An urgent need for a toilet is an uncomfortable situation, but it should not be a dangerous one. The normal, daily need that all people experience should not cause anxiety and lead, all too often, to violence.

What can I do?

So now that you care about sanitation, not only as a children’s health issue but also a women’s rights issue, what can you do to effect change?

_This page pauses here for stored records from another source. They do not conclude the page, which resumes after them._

//! ELF loading and the user-mode round trip.
//!
//! [`spawn`] takes a VFS path and carries it all the way to ring 3:
//! validate the image, build an address space, map the segments and the
//! stack, switch CR3, and `iretq` in. Control comes back through the
//! saved-context longjmp — on `exit` or on a fault — after which every
//! frame the process touched, page tables included, goes back to the
//! frame allocator.

extern crate alloc;

use alloc::sync::Arc;
use alloc::vec;
use core::fmt;

use muon_elf::{ElfError, ElfImage, LoadSegment, PF_W, PF_X};

use crate::addr::VirtAddr;
use crate::arch::x86_64::instructions::{disable_interrupts, enable_interrupts};
use crate::arch::x86_64::registers::Cr3;
use crate::arch::x86_64::userspace::enter_user_save;
use crate::fs::{self, FsError, InodeType};
use crate::mm::address_space::AddressSpace;
use crate::mm::paging::PageTableFlags;
use crate::mm::{PAGE_SIZE, hhdm, pmm};

use super::Process;

/// Top of the user stack. The stack occupies the pages just below.
const USER_STACK_TOP: u64 = 0x8000_0000;

/// User stack size in pages.
const USER_STACK_PAGES: u64 = 8;

/// Exclusive upper bound for user mappings (start of the non-canonical
/// hole). Segments past this line are refused outright.
const USER_ADDR_MAX: u64 = 0x0000_8000_0000_0000;

/// Reasons a program cannot be started.
#[derive(Debug, Clone, Copy, PartialEq, Eq)]
pub enum ExecError {
    /// The path does not resolve to a file.
    NotFound,
    /// The path resolves to a directory.
    IsADirectory,
    /// The file lacks execute permission.
    PermissionDenied,
    /// The file is not a loadable ELF64 executable.
    Image(ElfError),
    /// A segment would fall outside the user half.
    BadSegment,
    /// Out of physical memory while building the address space.
    OutOfMemory,
    /// The VFS failed while reading the file.
    Io(FsError),
}

impl fmt::Display for ExecError {
    fn fmt(&self, f: &mut fmt::Formatter<'_>) -> fmt::Result {
        match self {
            Self::NotFound => write!(f, "no such file"),
            Self::IsADirectory => write!(f, "is a directory"),
            Self::PermissionDenied => write!(f, "permission denied"),
            Self::Image(err) => write!(f, "invalid executable: {err}"),
            Self::BadSegment => write!(f, "segment outside user address space"),
            Self::OutOfMemory => write!(f, "out of memory"),
            Self::Io(err) => write!(f, "read failed: {err}"),
        }
    }
}

/// Loads and runs the executable at `path`, returning its exit status.
///
/// `privileged` (the shell's `su` state) bypasses the execute-bit
/// check. Does not return until the process exits or faults; a fault
/// reports [`FAULT_STATUS`](super::FAULT_STATUS).
///
/// # Errors
///
/// [`ExecError`] if the program cannot be loaded; nothing has entered
/// user mode in that case.
pub fn spawn(path: &str, privileged: bool) -> Result<u64, ExecError> {
    // 1. Fetch the image bytes through the VFS.
    let inode = fs::vfs::with_vfs(|vfs| vfs.resolve(path)).map_err(|err| match err {
        FsError::NotFound => ExecError::NotFound,
        other => ExecError::Io(other),
    })?;
    if inode.kind() == InodeType::Directory {
        return Err(ExecError::IsADirectory);
    }
    if !privileged && !inode.mode().is_executable() {
        return Err(ExecError::PermissionDenied);
    }

    let mut data = vec![0u8; inode.size()];
    let read = inode.read(0, &mut data).map_err(ExecError::Io)?;
    data.truncate(read);

    let image = ElfImage::parse(&data).map_err(ExecError::Image)?;
    let entry = image.entry_point();

    // 2. Build the address space: segments, then the stack.
    let hhdm_offset = hhdm::offset();
    // SAFETY: kernel_cr3 was captured at boot and the PMM hands out
    // zeroed-ownership frames.
    let space = unsafe {
        AddressSpace::new_user(super::kernel_cr3(), hhdm_offset, &mut pmm::alloc_frame)
    }
    .map_err(|_| ExecError::OutOfMemory)?;

    let result = (|| {
        for seg in image.load_segments() {
            map_segment(&space, &seg, hhdm_offset)?;
        }
        map_user_stack(&space, hhdm_offset)
    })();

    if let Err(err) = result {
        crate::kerr!("exec: loading '{path}' failed: {err}");
        // SAFETY: The space was never loaded into CR3.
        unsafe { space.destroy(&mut pmm::free_frame) };
        return Err(err);
    }

    // 3. Run it.
    let process = Arc::new(Process::new(space.root_phys()));
    super::set_current(Some(process));

    crate::kinfo!("exec: entering user mode (entry={entry:#x})");
    let user_rsp = USER_STACK_TOP - 8;

    disable_interrupts();
    // SAFETY: The address space maps the entry executable and the stack
    // writable; interrupts are off across the CR3 switch. Control
    // returns here via restore_kernel_context.
    unsafe {
        Cr3::write(space.root_phys());
        enter_user_save(entry, user_rsp, super::saved_kernel_rsp_slot());
    }
    // Back from ring 3. The exit/fault path already restored the kernel
    // CR3 before the longjmp.
    // SAFETY: Re-enabling interrupts in a plain kernel context.
    unsafe { enable_interrupts() };

    super::set_current(None);
    let status = super::exit_status();

    // 4. Return every frame: leaves, page tables, and the PML4.
    // SAFETY: The process is gone and the kernel CR3 is active.
    unsafe { space.destroy(&mut pmm::free_frame) };

    if status == super::FAULT_STATUS {
        crate::kinfo!("exec: process killed by fault");
    } else {
        crate::kinfo!("exec: process exited with status {status}");
    }
    Ok(status)
}

/// Maps one `PT_LOAD` segment: fresh zeroed frames, file bytes copied
/// in, the rest left zero (the BSS).
fn map_segment(
    space: &AddressSpace,
    seg: &LoadSegment<'_>,
    hhdm_offset: u64,
) -> Result<(), ExecError> {
    let page_mask = PAGE_SIZE as u64 - 1;
    let seg_end = seg.vaddr.checked_add(seg.memsz).ok_or(ExecError::BadSegment)?;
    if seg_end > USER_ADDR_MAX || seg.vaddr == 0 {
        return Err(ExecError::BadSegment);
    }

    let mut flags = PageTableFlags::PRESENT | PageTableFlags::USER;
    if seg.flags & PF_W != 0 {
        flags |= PageTableFlags::WRITABLE;
    }
    if seg.flags & PF_X == 0 {
        flags |= PageTableFlags::NO_EXECUTE;
    }

    let first_page = seg.vaddr & !page_mask;
    let last_page = (seg_end + page_mask) & !page_mask;

    let mut page = first_page;
    while page < last_page {
        let frame = pmm::alloc_frame().ok_or(ExecError::OutOfMemory)?;
        space
            .map_user_page(VirtAddr::new(page), frame, flags, &mut pmm::alloc_frame)
            .map_err(|_| ExecError::OutOfMemory)?;

        let frame_ptr = (hhdm_offset + frame.as_u64()) as *mut u8;
        // SAFETY: The frame was just allocated and is HHDM-reachable.
        // Zeroing first guarantees the BSS invariant for every byte the
        // file does not cover.
        unsafe { core::ptr::write_bytes(frame_ptr, 0, PAGE_SIZE) };

        // Copy the slice of file bytes that lands in this page.
        let dest_offset = seg.vaddr.saturating_sub(page) as usize;
        let src_offset = page.saturating_sub(seg.vaddr) as usize;
        if src_offset < seg.data.len() {
            let n = (seg.data.len() - src_offset).min(PAGE_SIZE - dest_offset);
            // SAFETY: dest_offset + n <= PAGE_SIZE and the source range
            // is inside seg.data.
            unsafe {
                core::ptr::copy_nonoverlapping(
                    seg.data.as_ptr().add(src_offset),
                    frame_ptr.add(dest_offset),
                    n,
                );
            }
        }

        page += PAGE_SIZE as u64;
    }

    crate::kdebug!(
        "exec: mapped segment {:#x}..{:#x} ({:?})",
        first_page,
        last_page,
        flags
    );
    Ok(())
}

/// Maps the user stack: writable, non-executable pages ending just
/// below [`USER_STACK_TOP`].
fn map_user_stack(space: &AddressSpace, hhdm_offset: u64) -> Result<(), ExecError> {
    let flags =
        PageTableFlags::PRESENT | PageTableFlags::WRITABLE | PageTableFlags::NO_EXECUTE;
    let bottom = USER_STACK_TOP - USER_STACK_PAGES * PAGE_SIZE as u64;

    for i in 0..USER_STACK_PAGES {
        let page = bottom + i * PAGE_SIZE as u64;
        let frame = pmm::alloc_frame().ok_or(ExecError::OutOfMemory)?;
        space
            .map_user_page(VirtAddr::new(page), frame, flags, &mut pmm::alloc_frame)
            .map_err(|_| ExecError::OutOfMemory)?;
        // SAFETY: Freshly allocated, HHDM-reachable frame.
        unsafe { core::ptr::write_bytes((hhdm_offset + frame.as_u64()) as *mut u8, 0, PAGE_SIZE) };
    }

    crate::kdebug!(
        "exec: mapped user stack {bottom:#x}..{USER_STACK_TOP:#x} ({USER_STACK_PAGES} pages)"
    );
    Ok(())
}
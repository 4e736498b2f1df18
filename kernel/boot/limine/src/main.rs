//! Limine boot stub for the Muon kernel.
//!
//! The real content lives in [`stub`]; it only exists for the bare
//! metal target. Host builds (`cargo test` on the workspace) see an
//! empty binary so the stub never drags kernel-runtime code into a
//! hosted compile.

#![cfg_attr(target_os = "none", no_std)]
#![cfg_attr(target_os = "none", no_main)]

#[cfg(target_os = "none")]
mod requests;
#[cfg(target_os = "none")]
mod stub;

#[cfg(not(target_os = "none"))]
fn main() {}
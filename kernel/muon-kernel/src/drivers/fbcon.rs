//! Framebuffer text console.
//!
//! Renders the built-in 8x8 font (scan-doubled to 8x16 cells) onto a
//! 32bpp linear framebuffer. This is the user-visible terminal: shell
//! I/O and user `write`s to stdout land here.

use core::ptr;

use crate::boot::FramebufferInfo;
use crate::sync::SpinLock;

use super::font::{GLYPH_HEIGHT, GLYPH_WIDTH, glyph};

/// Light-grey-on-black, packed for the common BGR/RGB 32-bit layouts
/// (all channels equal, so the channel order is irrelevant).
const FG_COLOR: u32 = 0x00AA_AAAA;
const BG_COLOR: u32 = 0x0000_0000;

/// The console state: framebuffer geometry plus the cursor.
struct Console {
    address: *mut u8,
    width: u32,
    height: u32,
    pitch: u32,
    cols: u32,
    rows: u32,
    col: u32,
    row: u32,
}

// SAFETY: Access is serialized by the CONSOLE SpinLock.
unsafe impl Send for Console {}

static CONSOLE: SpinLock<Option<Console>> = SpinLock::new(None);

/// Binds the console to a framebuffer. 32bpp only; anything else leaves
/// the console disabled and output goes to serial alone.
pub fn init(info: &FramebufferInfo) {
    if info.bpp != 32 {
        crate::kwarn!("fbcon: unsupported depth ({} bpp), console disabled", info.bpp);
        return;
    }

    let mut console = CONSOLE.lock();
    *console = Some(Console {
        address: info.address.as_mut_ptr(),
        width: info.width,
        height: info.height,
        pitch: info.pitch,
        cols: info.width / GLYPH_WIDTH,
        rows: info.height / GLYPH_HEIGHT,
        col: 0,
        row: 0,
    });
}

/// Writes text to the console. No-op before [`init`].
pub fn write_str(s: &str) {
    let mut guard = CONSOLE.lock();
    if let Some(console) = guard.as_mut() {
        for byte in s.bytes() {
            console.put_byte(byte);
        }
    }
}

/// Clears the screen and homes the cursor.
pub fn clear() {
    let mut guard = CONSOLE.lock();
    if let Some(console) = guard.as_mut() {
        console.clear();
    }
}

impl Console {
    fn put_pixel(&self, x: u32, y: u32, color: u32) {
        if x >= self.width || y >= self.height {
            return;
        }
        let offset = y as usize * self.pitch as usize + x as usize * 4;
        // SAFETY: The offset is inside the framebuffer; volatile keeps
        // the store from being elided.
        unsafe { ptr::write_volatile(self.address.add(offset).cast::<u32>(), color) };
    }

    fn draw_glyph(&self, col: u32, row: u32, byte: u8) {
        let rows = glyph(byte);
        let x0 = col * GLYPH_WIDTH;
        let y0 = row * GLYPH_HEIGHT;
        for (i, &bits) in rows.iter().enumerate() {
            for dx in 0..GLYPH_WIDTH {
                let on = bits & (0x80 >> dx) != 0;
                let color = if on { FG_COLOR } else { BG_COLOR };
                let y = y0 + (i as u32) * 2;
                self.put_pixel(x0 + dx, y, color);
                self.put_pixel(x0 + dx, y + 1, color);
            }
        }
    }

    fn put_byte(&mut self, byte: u8) {
        match byte {
            b'\n' => {
                self.col = 0;
                self.row += 1;
            }
            b'\r' => self.col = 0,
            0x08 => {
                // Backspace: move left; the shell echoes "\x08 \x08" to erase.
                self.col = self.col.saturating_sub(1);
            }
            byte => {
                if self.col >= self.cols {
                    self.col = 0;
                    self.row += 1;
                }
                if self.row >= self.rows {
                    self.scroll();
                }
                self.draw_glyph(self.col, self.row, byte);
                self.col += 1;
            }
        }
        if self.row >= self.rows {
            self.scroll();
        }
    }

    /// Scrolls up one text row and blanks the last.
    fn scroll(&mut self) {
        let row_bytes = self.pitch as usize * GLYPH_HEIGHT as usize;
        let visible_rows = self.rows as usize;
        if visible_rows <= 1 {
            self.row = 0;
            return;
        }
        // SAFETY: Source and destination both lie inside the framebuffer.
        unsafe {
            ptr::copy(
                self.address.add(row_bytes),
                self.address,
                row_bytes * (visible_rows - 1),
            );
            ptr::write_bytes(self.address.add(row_bytes * (visible_rows - 1)), 0, row_bytes);
        }
        self.row = self.rows - 1;
    }

    fn clear(&mut self) {
        let total = self.pitch as usize * self.height as usize;
        // SAFETY: Zeroing the framebuffer region blanks the display.
        unsafe { ptr::write_bytes(self.address, 0, total) };
        self.col = 0;
        self.row = 0;
    }
}
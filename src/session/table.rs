//! Registry of live sessions.
//!
//! # Responsibilities
//! - Allocate identifiers that are unique among live sessions
//! - Look up sessions for boundary calls
//! - Remove sessions on free
//!
//! # Design Decisions
//! - One table-wide lock; it guards only metadata and is never held while
//!   a handler or filter runs
//! - Identifiers come from a wrapping counter that skips 0 and live ids

use std::collections::HashMap;
use std::sync::{Arc, Mutex, MutexGuard, PoisonError};

use crate::error::{BridgeError, BridgeResult};
use crate::observability::metrics;
use crate::session::{RequestSession, SessionId};

struct TableState {
    sessions: HashMap<SessionId, Arc<RequestSession>>,
    last_id: u32,
}

/// Concurrent registry of sessions keyed by generated identifier.
pub struct SessionTable {
    state: Mutex<TableState>,
    capacity: usize,
}

impl SessionTable {
    /// Create a table allowing at most `capacity` live sessions.
    pub fn new(capacity: usize) -> Self {
        Self::starting_after(0, capacity)
    }

    /// Create a table whose next identifier is `last + 1`.
    pub(crate) fn starting_after(last: u32, capacity: usize) -> Self {
        Self {
            state: Mutex::new(TableState {
                sessions: HashMap::new(),
                last_id: last,
            }),
            capacity: capacity.min(u32::MAX as usize - 1),
        }
    }

    fn lock(&self) -> MutexGuard<'_, TableState> {
        self.state.lock().unwrap_or_else(PoisonError::into_inner)
    }

    /// Allocate and register a session in the `Created` state.
    pub fn create(&self) -> BridgeResult<Arc<RequestSession>> {
        let mut state = self.lock();
        if state.sessions.len() >= self.capacity {
            tracing::warn!(capacity = self.capacity, "Session table full");
            return Err(BridgeError::SessionSpaceExhausted(self.capacity));
        }

        let mut next = state.last_id;
        let id = loop {
            next = next.wrapping_add(1);
            let candidate = SessionId::from_raw(next);
            if next != 0 && !state.sessions.contains_key(&candidate) {
                break candidate;
            }
        };
        state.last_id = next;

        let session = Arc::new(RequestSession::new(id));
        state.sessions.insert(id, session.clone());
        metrics::record_sessions_live(state.sessions.len());
        Ok(session)
    }

    pub fn get(&self, id: SessionId) -> Option<Arc<RequestSession>> {
        self.lock().sessions.get(&id).cloned()
    }

    /// Unregister a session. The caller tears it down.
    pub fn remove(&self, id: SessionId) -> Option<Arc<RequestSession>> {
        let mut state = self.lock();
        let removed = state.sessions.remove(&id);
        if removed.is_some() {
            metrics::record_sessions_live(state.sessions.len());
        }
        removed
    }

    /// Unregister every session.
    pub fn drain(&self) -> Vec<Arc<RequestSession>> {
        let mut state = self.lock();
        let drained = state.sessions.drain().map(|(_, s)| s).collect();
        metrics::record_sessions_live(0);
        drained
    }

    pub fn len(&self) -> usize {
        self.lock().sessions.len()
    }

    pub fn is_empty(&self) -> bool {
        self.len() == 0
    }
}
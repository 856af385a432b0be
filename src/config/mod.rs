//! Configuration management subsystem.
//!
//! # Data Flow
//! ```text
//! config file (TOML), named by PROXY_BRIDGE_CONFIG or --config
//!     → loader.rs (parse & deserialize)
//!     → validation.rs (semantic checks)
//!     → BridgeConfig (validated, immutable)
//!     → Bridge::new sizes the runtime and tables from it
//! ```
//!
//! # Design Decisions
//! - Config is immutable once loaded; the bridge is built from it once
//! - All fields have defaults to allow minimal configs
//! - Validation separates syntactic (serde) from semantic checks

pub mod loader;
pub mod schema;
pub mod validation;

pub use loader::{load_config, load_from_env, parse_config, ConfigError};
pub use schema::BridgeConfig;
pub use schema::BufferConfig;
pub use schema::HandlerConfig;
pub use schema::ObservabilityConfig;
pub use schema::RuntimeConfig;
pub use schema::SessionConfig;
pub use validation::{validate_config, ValidationError};
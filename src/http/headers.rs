//! Ordered, case-preserving header block.
//!
//! # Design Decisions
//! - Names keep the casing the host sent; lookups are case-insensitive
//! - Duplicate names are kept in arrival order
//! - Names and values are validated with the `http` grammar on insert

use std::fmt;

use hyper::header::{HeaderName, HeaderValue};
use serde::Serialize;

use crate::error::ParseError;

/// A list of header fields as they appear on the wire.
#[derive(Debug, Clone, Default, PartialEq, Eq, Serialize)]
#[serde(transparent)]
pub struct HeaderBlock {
    entries: Vec<(String, String)>,
}

impl HeaderBlock {
    pub fn new() -> Self {
        Self::default()
    }

    /// Parse a CRLF-delimited header block. Parsing stops at the first empty line.
    pub fn parse(block: &str) -> Result<Self, ParseError> {
        Self::parse_lines(block.lines())
    }

    pub(crate) fn parse_lines<'a>(lines: impl Iterator<Item = &'a str>) -> Result<Self, ParseError> {
        let mut headers = Self::new();
        for line in lines {
            if line.is_empty() {
                break;
            }
            // Obsolete line folding is rejected
            if line.starts_with([' ', '\t']) {
                return Err(ParseError::HeaderLine(line.to_string()));
            }
            let (name, value) = line
                .split_once(':')
                .ok_or_else(|| ParseError::HeaderLine(line.to_string()))?;
            headers.append(name, value.trim())?;
        }
        Ok(headers)
    }

    /// Append a field, keeping any existing fields with the same name.
    pub fn append(
        &mut self,
        name: impl Into<String>,
        value: impl Into<String>,
    ) -> Result<(), ParseError> {
        let name = name.into();
        let value = value.into();
        HeaderName::from_bytes(name.as_bytes())
            .map_err(|_| ParseError::HeaderName(name.clone()))?;
        HeaderValue::from_str(&value).map_err(|_| ParseError::HeaderValue(name.clone()))?;
        self.entries.push((name, value));
        Ok(())
    }

    /// Replace every field named `name` with a single field.
    pub fn set(&mut self, name: impl Into<String>, value: impl Into<String>) -> Result<(), ParseError> {
        let name = name.into();
        let value = value.into();
        HeaderName::from_bytes(name.as_bytes())
            .map_err(|_| ParseError::HeaderName(name.clone()))?;
        HeaderValue::from_str(&value).map_err(|_| ParseError::HeaderValue(name.clone()))?;
        self.remove(&name);
        self.entries.push((name, value));
        Ok(())
    }

    /// Remove every field named `name`, returning how many were removed.
    pub fn remove(&mut self, name: &str) -> usize {
        let before = self.entries.len();
        self.entries.retain(|(n, _)| !n.eq_ignore_ascii_case(name));
        before - self.entries.len()
    }

    /// First value for `name`.
    pub fn get(&self, name: &str) -> Option<&str> {
        self.entries
            .iter()
            .find(|(n, _)| n.eq_ignore_ascii_case(name))
            .map(|(_, v)| v.as_str())
    }

    /// All values for `name`, in order.
    pub fn get_all<'a>(&'a self, name: &'a str) -> impl Iterator<Item = &'a str> + 'a {
        self.entries
            .iter()
            .filter(move |(n, _)| n.eq_ignore_ascii_case(name))
            .map(|(_, v)| v.as_str())
    }

    pub fn contains(&self, name: &str) -> bool {
        self.get(name).is_some()
    }

    pub fn iter(&self) -> impl Iterator<Item = (&str, &str)> {
        self.entries.iter().map(|(n, v)| (n.as_str(), v.as_str()))
    }

    pub fn len(&self) -> usize {
        self.entries.len()
    }

    pub fn is_empty(&self) -> bool {
        self.entries.is_empty()
    }

    /// Render as `Name: value\r\n` lines, without the terminating empty line.
    pub fn to_wire(&self) -> String {
        self.to_string()
    }
}

impl fmt::Display for HeaderBlock {
    fn fmt(&self, f: &mut fmt::Formatter<'_>) -> fmt::Result {
        for (name, value) in &self.entries {
            write!(f, "{}: {}\r\n", name, value)?;
        }
        Ok(())
    }
}
//! Configuration schema definitions.
//!
//! This module defines the complete configuration structure for the bridge.
//! All types derive Serde traits for deserialization from config files.

use serde::{Deserialize, Serialize};

/// Root configuration for the bridge.
#[derive(Debug, Clone, Deserialize, Serialize, Default)]
#[serde(default)]
pub struct BridgeConfig {
    /// Handler runtime (worker pool) settings.
    pub runtime: RuntimeConfig,

    /// Session table limits.
    pub sessions: SessionConfig,

    /// Shared buffer table limits.
    pub buffers: BufferConfig,

    /// Handler selection.
    pub handler: HandlerConfig,

    /// Observability settings.
    pub observability: ObservabilityConfig,
}

/// Handler runtime configuration.
#[derive(Debug, Clone, Deserialize, Serialize)]
#[serde(default)]
pub struct RuntimeConfig {
    /// Number of worker threads executing handler tasks.
    pub worker_threads: usize,

    /// Name given to worker threads.
    pub thread_name: String,

    /// How long shutdown waits for running handlers, in milliseconds.
    pub shutdown_timeout_ms: u64,
}

impl Default for RuntimeConfig {
    fn default() -> Self {
        Self {
            worker_threads: 4,
            thread_name: "bridge-handler".to_string(),
            shutdown_timeout_ms: 5_000,
        }
    }
}

/// Session table configuration.
#[derive(Debug, Clone, Deserialize, Serialize)]
#[serde(default)]
pub struct SessionConfig {
    /// Maximum concurrently live sessions (backpressure).
    pub max_sessions: usize,
}

impl Default for SessionConfig {
    fn default() -> Self {
        Self {
            max_sessions: 65_536,
        }
    }
}

/// Shared buffer table configuration.
#[derive(Debug, Clone, Deserialize, Serialize)]
#[serde(default)]
pub struct BufferConfig {
    /// Maximum concurrently registered buffer handles.
    pub max_buffers: usize,
}

impl Default for BufferConfig {
    fn default() -> Self {
        Self {
            max_buffers: 1_048_576,
        }
    }
}

/// Handler selection.
#[derive(Debug, Clone, Deserialize, Serialize, Default)]
#[serde(default)]
pub struct HandlerConfig {
    /// Install the deterministic test handler at startup.
    pub install_test_handler: bool,
}

/// Observability configuration.
#[derive(Debug, Clone, Deserialize, Serialize)]
#[serde(default)]
pub struct ObservabilityConfig {
    /// Log level (trace, debug, info, warn, error).
    pub log_level: String,

    /// Emit JSON log lines instead of the human-readable format.
    pub json_logs: bool,

    /// Enable the Prometheus metrics endpoint.
    pub metrics_enabled: bool,

    /// Metrics endpoint bind address.
    pub metrics_address: String,
}

impl Default for ObservabilityConfig {
    fn default() -> Self {
        Self {
            log_level: "info".to_string(),
            json_logs: false,
            metrics_enabled: false,
            metrics_address: "127.0.0.1:9090".to_string(),
        }
    }
}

  • See something, say something! When you see a problem, bring it to the attention of others. If a public toilet is in a poor condition or lacks basic amenities, such as good lighting and sturdy door locks, don’t just walk away in disgust. Demand better services for all. It’s a right, not a luxury. Tell business owners that you cannot patronize their businesses unless they provide safe and dignified sanitation. Tell the administrators of public facilities and schools that you demand better services. Stop tolerating poor quality sanitation. Speak up!
  • Demand equal funding for water and sanitation! We do not need less attention to water scarcity, which also disproportionately affects women and girls. We need equal attention to safe and dignified sanitation. Globally, more people lack sanitation than safe water, yet funding for water continues to outpace funding for sanitation, resulting in slow progress. According to the World Health Organization, while 45% of countries are on track to achieve their drinking-water coverage targets, only 25% of countries are on track to achieve their sanitation targets. The UN World Toilet Day falls every year on November 19th, and it has been around since 2013. When was the last time you went to a World Toilet Day rally?
  • Not just for you! If you do not feel like this issue affects you directly, think about how it affects the women and girls in your life and community. Whether you live in a bustling city with too few safe and clean public toilets, or in a household where “this is just the way it has always been,” advocate for those who suffer most from the lack of safe and dignified sanitation.
  • All are welcome! Do not forget about people who are marginalized socially or physically. The facilities in places you frequent may be adequate for your needs, but what about the needs of those who need special accommodations, for example more space, facilities they can easily reach and use, spaces for children and babies, and spaces for those who may be made to feel unwelcome? No person should feel that a public facility does not meet their needs, and their right, to safe, dignified sanitation.

The need for a toilet should never be a life-and-death dilemma. Safe toilets for safe communities!